Back in the early 1970s, in the midst of a half century of post-war government neglect of early childhood services, some reformers saw the way forward. Appalled at the fragmented, incoherent and unresponsive state of these services, Jack Tizard, IOE Professor and founder of the Thomas Coram Research Unit, argued for the creation of “multi-purpose children’s centres offering part and full-time care with medical and other services, to a very local catchment area”. These services would be both responsive and free – since “for a society which provides free education, including free higher education, and free child health services, a free pre-school service is a logical corollary”.
But he did more than argue for change: he acted. Two demonstration Children’s Centres were established, in Camden and Westminster, to examine the feasibility and possibilities of this type of provision. Others followed suit.
Governments of the day, though, showed no interest; and when Children’s Centres did finally gain a place in early childhood policy under New Labour, it was a case of too little, too late. Instead of being the basis for a comprehensive system of multi-purpose services readily available to all, they were tacked on to a ramshackle system that had grown more fragmented, incoherent and unresponsive since the 1970s, adding yet another type of provision to the existing confusion of day nurseries, playgroups, nursery schools and nursery and reception classes – all jostling for customers in a chaotic marketplace.
Now, under austerity, those Centres that were established are being eroded by cuts and undermined by an increasing emphasis on provision for the most disadvantaged children.
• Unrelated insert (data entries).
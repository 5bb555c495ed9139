//! Worker Stage
//!
//! Each stage owns one mailbox as its inbox and runs on its own OS thread:
//! receive a line, apply the configured transform, print a trace line and
//! forward the result to the next stage if there is one.

use std::sync::Arc;
use std::thread::{self, JoinHandle};

use linerelay_core::{Line, Mailbox, ModeId, PipelineError, PipelineResult, Transform};
use tracing::{debug, info, warn};

use crate::console::Console;
use crate::events::{EventTap, PipelineEvent, StageStats};

// ----------------------------------------------------------------------------
// Stage Configuration
// ----------------------------------------------------------------------------

/// Mode of a stage and the transform derived from it.
///
/// Stored inside the stage's mailbox so both fields change in one critical
/// section and are read together with the next line.
#[derive(Debug, Clone)]
pub struct StageConfig {
    pub mode: ModeId,
    pub transform: Arc<dyn Transform>,
}

impl StageConfig {
    pub fn new(mode: ModeId, transform: Arc<dyn Transform>) -> Self {
        Self { mode, transform }
    }

    pub fn name(&self) -> &str {
        self.transform.name()
    }
}

/// Inbox type shared between a stage and its producer
pub type StageInbox = Mailbox<StageConfig>;

// ----------------------------------------------------------------------------
// Stage Worker
// ----------------------------------------------------------------------------

/// One pipeline stage, moved onto its own thread by `spawn`
pub struct StageWorker {
    number: usize,
    inbox: Arc<StageInbox>,
    downstream: Option<Arc<StageInbox>>,
    console: Console,
    events: EventTap,
    stats: Arc<StageStats>,
}

impl StageWorker {
    pub(crate) fn new(
        number: usize,
        inbox: Arc<StageInbox>,
        downstream: Option<Arc<StageInbox>>,
        console: Console,
        events: EventTap,
        stats: Arc<StageStats>,
    ) -> Self {
        Self {
            number,
            inbox,
            downstream,
            console,
            events,
            stats,
        }
    }

    /// Start the stage on a named thread
    pub(crate) fn spawn(self) -> PipelineResult<JoinHandle<()>> {
        let number = self.number;
        thread::Builder::new()
            .name(format!("stage-{}", number))
            .spawn(move || self.run())
            .map_err(|source| PipelineError::Spawn {
                stage: number,
                source,
            })
    }

    /// Process lines until the inbox is closed and drained
    pub fn run(self) {
        info!("Stage {} started", self.number);

        while let Some((line, config)) = self.inbox.receive() {
            self.process(line, &config);
        }

        // Propagate shutdown once everything upstream has been forwarded
        if let Some(downstream) = &self.downstream {
            downstream.close();
        }

        info!("Stage {} stopped", self.number);
    }

    fn process(&self, mut line: Line, config: &StageConfig) {
        debug!(
            "Stage {} applying {} to {} bytes",
            self.number,
            config.name(),
            line.len()
        );

        let mut rewritten = line.as_bytes().to_vec();
        match config.transform.apply(&mut rewritten) {
            Ok(()) => line = Line::new(rewritten),
            Err(error) => {
                warn!(
                    "Stage {} transform {} failed, forwarding input unchanged: {}",
                    self.number,
                    config.name(),
                    error
                );
                self.stats.record_failure();
                self.events.emit(PipelineEvent::TransformFailed {
                    stage: self.number,
                    mode: config.mode,
                    error,
                });
            }
        }

        if let Err(e) = self.console.trace(self.number, &line) {
            warn!("Stage {} failed to write trace: {}", self.number, e);
        }
        self.stats.record_line();
        self.events.emit(PipelineEvent::Traced {
            stage: self.number,
            text: line.clone(),
        });

        if let Some(downstream) = &self.downstream {
            if !downstream.send(&line) {
                warn!("Stage {} downstream closed, dropping line", self.number);
            }
        }
    }
}

#[cfg(test)]
mod tests {
    use super::*;
    use linerelay_core::{Mode, TransformError};

    #[derive(Debug)]
    struct Rejecting;

    impl Transform for Rejecting {
        fn name(&self) -> &str {
            "Rejecting"
        }

        fn apply(&self, _text: &mut Vec<u8>) -> Result<(), TransformError> {
            Err(TransformError::Rejected {
                name: "Rejecting".to_string(),
                reason: "always".to_string(),
            })
        }
    }

    fn worker(
        config: StageConfig,
        downstream: Option<Arc<StageInbox>>,
    ) -> (StageWorker, Arc<StageInbox>, crate::console::CapturedOutput, Arc<StageStats>) {
        let inbox = Arc::new(StageInbox::new(config));
        let (console, output) = Console::capture();
        let stats = Arc::new(StageStats::default());
        let worker = StageWorker::new(
            1,
            inbox.clone(),
            downstream,
            console,
            EventTap::default(),
            stats.clone(),
        );
        (worker, inbox, output, stats)
    }

    #[test]
    fn test_stage_transforms_and_forwards() {
        let downstream = Arc::new(StageInbox::new(StageConfig::new(0, Arc::new(Mode::Translate))));
        let (worker, inbox, output, stats) = worker(
            StageConfig::new(4, Arc::new(Mode::ToUpper)),
            Some(downstream.clone()),
        );

        inbox.send(&Line::from("abc"));
        inbox.close();
        worker.run();

        assert_eq!(output.lines(), vec!["[stage 1] \"ABC\""]);
        assert_eq!(stats.snapshot().lines_processed, 1);

        let (forwarded, _) = downstream.receive().expect("line forwarded");
        assert_eq!(forwarded, Line::from("ABC"));
        assert!(downstream.receive().is_none(), "shutdown should propagate");
    }

    #[test]
    fn test_failing_transform_passes_input_through() {
        let (worker, inbox, output, stats) = worker(StageConfig::new(7, Arc::new(Rejecting)), None);

        inbox.send(&Line::from("keep me"));
        inbox.close();
        worker.run();

        assert_eq!(output.lines(), vec!["[stage 1] \"keep me\""]);
        let stats = stats.snapshot();
        assert_eq!(stats.lines_processed, 1);
        assert_eq!(stats.transform_failures, 1);
    }
}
The original dream of a universal, inclusive and responsive service has not been realised, the opportunity lost.
Other countries were more far-sighted. Sweden in the 1960s and 1970s took the opportunity to recast its split services, to build what is today a fully integrated system of early childhood education and care. This offers an entitlement for all children from 12 months to 6 years, with a well qualified workforce, made affordable by a combination of free attendance and capped fees. All this is based on the ‘preschool’, a centre providing for all children in its local community, where (in the words of the Swedish Preschool Curriculum) “care, socialisation and learning form a coherent whole” and democracy is affirmed as a fundamental value.
England has had its opportunities to get its act together, not just in the 1970s but also in 1997 when New Labour came to power pledged to make early years a priority. But instead of getting out of the hole, instead of taking time to consider what we wanted and needed, we kept digging, taking the seemingly easy route of more of the same.
Are we destined for an endless round of overblown government rhetoric (‘More great childcare’!), parental complaints and peripheral changes? Are we unable to learn from places that really do have ‘world class’ services? Perhaps the answer is ‘yes’ – but it’s still worth one final attempt at producing a proper Early Childhood Strategy, with a ten-year goal of a fully integrated system, a well qualified professional workforce and Children’s Centres offering a responsive and inclusive service to all our children.